(GIVEN DATA Opens)

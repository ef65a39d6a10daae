//! Slack Web API client.

use crate::chat::{ChatApi, PostedMessage};
use crate::error::{ReleaseBotError, Result};
use reqwest::blocking::Client;
use serde::{Deserialize, Serialize};
use std::time::Duration;

/// Slack client configuration.
#[derive(Debug, Clone)]
pub struct SlackClientConfig {
    /// API root (e.g., `https://slack.com/api`).
    pub api_url: String,

    /// Bot OAuth token.
    pub bot_token: String,

    /// Per-request timeout.
    pub timeout: Duration,
}

/// Slack client posting as a bot user.
#[derive(Debug, Clone)]
pub struct SlackClient {
    client: Client,
    config: SlackClientConfig,
}

#[derive(Debug, Serialize)]
struct PostMessageRequest<'a> {
    channel: &'a str,
    text: &'a str,
    #[serde(skip_serializing_if = "Option::is_none")]
    thread_ts: Option<&'a str>,
}

/// Slack answers HTTP 200 with `ok: false` for API-level errors
#[derive(Debug, Deserialize)]
struct PostMessageResponse {
    ok: bool,
    channel: Option<String>,
    ts: Option<String>,
    error: Option<String>,
}

impl PostMessageResponse {
    fn into_posted(self) -> Result<PostedMessage> {
        if !self.ok {
            return Err(ReleaseBotError::chat(
                self.error.unwrap_or_else(|| "unknown_error".to_string()),
            ));
        }
        match (self.channel, self.ts) {
            (Some(channel), Some(ts)) => Ok(PostedMessage { channel, ts }),
            _ => Err(ReleaseBotError::chat("response is missing channel or ts")),
        }
    }
}

impl SlackClient {
    pub fn new(config: SlackClientConfig) -> Result<Self> {
        let client = Client::builder()
            .user_agent(concat!("release-bot/", env!("CARGO_PKG_VERSION")))
            .timeout(config.timeout)
            .build()?;

        Ok(Self { client, config })
    }

    fn api_url(&self, method: &str) -> String {
        format!("{}/{}", self.config.api_url.trim_end_matches('/'), method)
    }
}

impl ChatApi for SlackClient {
    fn is_authenticated(&self) -> bool {
        !self.config.bot_token.trim().is_empty()
    }

    fn post_message(&self, channel: &str, text: &str, thread_ts: Option<&str>) -> Result<PostedMessage> {
        let url = self.api_url("chat.postMessage");
        log::debug!("POST {} (channel {}, thread {:?})", url, channel, thread_ts);

        let response = self
            .client
            .post(&url)
            .bearer_auth(&self.config.bot_token)
            .json(&PostMessageRequest {
                channel,
                text,
                thread_ts,
            })
            .send()?;

        let status = response.status();
        if !status.is_success() {
            return Err(ReleaseBotError::chat(format!(
                "chat.postMessage returned HTTP {}",
                status.as_u16()
            )));
        }

        response.json::<PostMessageResponse>()?.into_posted()
    }
}
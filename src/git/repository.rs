use crate::error::{ReleaseBotError, Result};
use crate::git::CommitInfo;
use git2::{Oid, Repository as Git2Repo};
use std::path::Path;

/// Wrapper around git2::Repository with our trait interface
pub struct Git2Repository {
    repo: Git2Repo,
}

impl Git2Repository {
    /// Open or discover a git repository
    pub fn open<P: AsRef<Path>>(path: P) -> Result<Self> {
        let repo = Git2Repo::discover(path)
            .map_err(|e| ReleaseBotError::config(format!("Not in a git repository: {}", e)))?;

        Ok(Git2Repository { repo })
    }

    /// Create from existing git2::Repository
    pub fn from_git2(repo: Git2Repo) -> Self {
        Git2Repository { repo }
    }

    fn head_commit_oid(&self) -> Result<Oid> {
        Ok(self.repo.head()?.peel_to_commit()?.id())
    }

    /// Resolve a tag (lightweight or annotated) to the commit it points at
    fn tag_commit_oid(&self, tag_name: &str) -> Result<Oid> {
        let reference = self
            .repo
            .find_reference(&format!("refs/tags/{}", tag_name))
            .map_err(|e| ReleaseBotError::tag(format!("Cannot find tag '{}': {}", tag_name, e)))?;
        let commit = reference
            .peel_to_commit()
            .map_err(|e| ReleaseBotError::tag(format!("Cannot peel tag '{}': {}", tag_name, e)))?;
        Ok(commit.id())
    }
}

impl super::Repository for Git2Repository {
    fn tags_reachable_from_head(&self) -> Result<Vec<String>> {
        let head = self.head_commit_oid()?;
        let mut reachable = Vec::new();

        for name in self.repo.tag_names(None)?.iter().flatten() {
            // Tags on trees or blobs can't be release points
            let target = match self.tag_commit_oid(name) {
                Ok(oid) => oid,
                Err(e) => {
                    log::debug!("Skipping tag {}: {}", name, e);
                    continue;
                }
            };

            if target == head || self.repo.graph_descendant_of(head, target)? {
                reachable.push(name.to_string());
            }
        }

        Ok(reachable)
    }

    fn commits_since(&self, since_tag: Option<&str>) -> Result<Vec<CommitInfo>> {
        let mut revwalk = self.repo.revwalk()?;
        revwalk.set_sorting(git2::Sort::TOPOLOGICAL | git2::Sort::TIME)?;
        revwalk.push_head()?;

        if let Some(tag) = since_tag {
            revwalk.hide(self.tag_commit_oid(tag)?)?;
        }

        let mut commits = Vec::new();
        for oid_result in revwalk {
            let oid = oid_result?;
            let commit = self.repo.find_commit(oid)?;

            commits.push(CommitInfo {
                hash: oid.to_string(),
                subject: commit.summary().unwrap_or("").to_string(),
                author: commit.author().name().unwrap_or("unknown").to_string(),
            });
        }

        Ok(commits)
    }

    fn create_annotated_tag(&self, name: &str, message: &str) -> Result<()> {
        if self.repo.find_reference(&format!("refs/tags/{}", name)).is_ok() {
            return Err(ReleaseBotError::tag(format!("Tag '{}' already exists", name)));
        }

        let head = self.repo.head()?.peel_to_commit()?;
        let tagger = self
            .repo
            .signature()
            .map_err(|e| ReleaseBotError::tag(format!("Cannot determine tagger identity: {}", e)))?;

        self.repo
            .tag(name, head.as_object(), &tagger, message, false)
            .map_err(|e| ReleaseBotError::tag(format!("Cannot create tag '{}': {}", name, e)))?;

        Ok(())
    }

    fn push_tag(&self, remote: &str, tag_name: &str) -> Result<()> {
        let mut remote_handle = self
            .repo
            .find_remote(remote)
            .map_err(|_| ReleaseBotError::remote(format!("No remote named '{}' found", remote)))?;
        let git_config = self.repo.config()?;

        let mut callbacks = git2::RemoteCallbacks::new();
        callbacks.credentials(|url, username_from_url, allowed_types| {
            let username = username_from_url.unwrap_or("git");

            if allowed_types.contains(git2::CredentialType::SSH_KEY) {
                if let Ok(cred) = git2::Cred::ssh_key_from_agent(username) {
                    return Ok(cred);
                }

                if let Some(home) = dirs::home_dir() {
                    for key in ["id_ed25519", "id_rsa", "id_ecdsa"] {
                        let path = home.join(".ssh").join(key);
                        if path.exists() {
                            if let Ok(cred) = git2::Cred::ssh_key(username, None, &path, None) {
                                return Ok(cred);
                            }
                        }
                    }
                }
            }

            if allowed_types.contains(git2::CredentialType::USER_PASS_PLAINTEXT) {
                return git2::Cred::credential_helper(&git_config, url, username_from_url);
            }

            git2::Cred::default()
        });

        // The remote reports per-ref rejections here rather than failing the push
        callbacks.push_update_reference(|refname, status| match status {
            Some(reason) => Err(git2::Error::from_str(&format!(
                "remote rejected {}: {}",
                refname, reason
            ))),
            None => Ok(()),
        });

        let mut push_options = git2::PushOptions::new();
        push_options.remote_callbacks(callbacks);

        let refspec = format!("refs/tags/{}:refs/tags/{}", tag_name, tag_name);
        remote_handle
            .push(&[refspec.as_str()], Some(&mut push_options))
            .map_err(|e| {
                if e.class() == git2::ErrorClass::Net {
                    ReleaseBotError::remote(format!("Network error during push: {}", e))
                } else {
                    ReleaseBotError::remote(format!("Failed to push tag '{}': {}", tag_name, e))
                }
            })?;

        Ok(())
    }
}

#[cfg(test)]
mod tests {
    use super::*;
    use crate::git::Repository;
    use std::fs;
    use tempfile::TempDir;

    fn commit_file(repo: &Git2Repo, dir: &Path, content: &str, message: &str) -> Oid {
        fs::write(dir.join("README.md"), content).unwrap();
        let mut index = repo.index().unwrap();
        index.add_path(Path::new("README.md")).unwrap();
        index.write().unwrap();
        let tree = repo.find_tree(index.write_tree().unwrap()).unwrap();
        let sig = git2::Signature::now("Test User", "test@example.com").unwrap();
        let parents = match repo.head() {
            Ok(head) => vec![head.peel_to_commit().unwrap()],
            Err(_) => vec![],
        };
        let parent_refs: Vec<&git2::Commit> = parents.iter().collect();
        repo.commit(Some("HEAD"), &sig, &sig, message, &tree, &parent_refs)
            .unwrap()
    }

    fn setup() -> (TempDir, Git2Repo) {
        let dir = TempDir::new().unwrap();
        let repo = Git2Repo::init(dir.path()).unwrap();
        {
            let mut config = repo.config().unwrap();
            config.set_str("user.name", "Test User").unwrap();
            config.set_str("user.email", "test@example.com").unwrap();
        }
        (dir, repo)
    }

    #[test]
    fn test_commits_since_tag_newest_first() {
        let (dir, repo) = setup();
        let first = commit_file(&repo, dir.path(), "1", "Initial commit");
        repo.tag_lightweight("v1", &repo.find_object(first, None).unwrap(), false)
            .unwrap();
        commit_file(&repo, dir.path(), "2", "Add feature");
        commit_file(&repo, dir.path(), "3", "Fix feature");

        let git = Git2Repository::from_git2(repo);
        let commits = git.commits_since(Some("v1")).unwrap();
        let subjects: Vec<&str> = commits.iter().map(|c| c.subject.as_str()).collect();
        assert_eq!(subjects, vec!["Fix feature", "Add feature"]);
        assert_eq!(commits[0].hash.len(), 40);
        assert_eq!(commits[0].author, "Test User");
    }

    #[test]
    fn test_commits_since_without_tag_returns_all() {
        let (dir, repo) = setup();
        commit_file(&repo, dir.path(), "1", "Initial commit");
        commit_file(&repo, dir.path(), "2", "Second commit");

        let git = Git2Repository::from_git2(repo);
        assert_eq!(git.commits_since(None).unwrap().len(), 2);
    }

    #[test]
    fn test_tags_reachable_from_head() {
        let (dir, repo) = setup();
        let first = commit_file(&repo, dir.path(), "1", "Initial commit");
        repo.tag_lightweight("v1", &repo.find_object(first, None).unwrap(), false)
            .unwrap();
        let second = commit_file(&repo, dir.path(), "2", "Second commit");

        {
            // A tag on a side branch that HEAD does not contain
            let sig = git2::Signature::now("Test User", "test@example.com").unwrap();
            let parent = repo.find_commit(first).unwrap();
            let tree = parent.tree().unwrap();
            let side = repo
                .commit(None, &sig, &sig, "Side commit", &tree, &[&parent])
                .unwrap();
            repo.tag_lightweight("v9", &repo.find_object(side, None).unwrap(), false)
                .unwrap();
            repo.tag(
                "v2",
                &repo.find_object(second, None).unwrap(),
                &sig,
                "Changes with 2",
                false,
            )
            .unwrap();
        }

        let git = Git2Repository::from_git2(repo);
        let mut tags = git.tags_reachable_from_head().unwrap();
        tags.sort();
        assert_eq!(tags, vec!["v1", "v2"]);
    }

    #[test]
    fn test_create_annotated_tag_twice_fails() {
        let (dir, repo) = setup();
        commit_file(&repo, dir.path(), "1", "Initial commit");

        let git = Git2Repository::from_git2(repo);
        git.create_annotated_tag("v1", "Changes with 1").unwrap();
        let err = git.create_annotated_tag("v1", "Changes with 1").unwrap_err();
        assert!(err.to_string().contains("already exists"));
    }

    #[test]
    fn test_create_annotated_tag_stores_message() {
        let (dir, repo) = setup();
        commit_file(&repo, dir.path(), "1", "Initial commit");

        let git = Git2Repository::from_git2(repo);
        git.create_annotated_tag("v1", "Changes with 1").unwrap();

        let tag = git
            .repo
            .find_reference("refs/tags/v1")
            .unwrap()
            .peel_to_tag()
            .unwrap();
        assert_eq!(tag.message(), Some("Changes with 1"));
    }

    #[test]
    fn test_push_tag_to_local_remote() {
        let (dir, repo) = setup();
        commit_file(&repo, dir.path(), "1", "Initial commit");
        let remote_dir = TempDir::new().unwrap();
        let bare = Git2Repo::init_bare(remote_dir.path()).unwrap();
        repo.remote("origin", remote_dir.path().to_str().unwrap())
            .unwrap();

        let git = Git2Repository::from_git2(repo);
        git.create_annotated_tag("v1", "Changes with 1").unwrap();
        git.push_tag("origin", "v1").unwrap();

        assert!(bare.find_reference("refs/tags/v1").is_ok());
    }

    #[test]
    fn test_push_tag_unknown_remote() {
        let (dir, repo) = setup();
        commit_file(&repo, dir.path(), "1", "Initial commit");

        let git = Git2Repository::from_git2(repo);
        let err = git.push_tag("upstream", "v1").unwrap_err();
        assert!(err.to_string().contains("No remote named 'upstream'"));
    }
}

(GIVEN DATA Closes)

• _WHAT YOU HAVE TO DO_
Across all the entries, count the lines that contain the string "Deserialize", and give that number without anything else.

• _YOUR RESPONSE_
2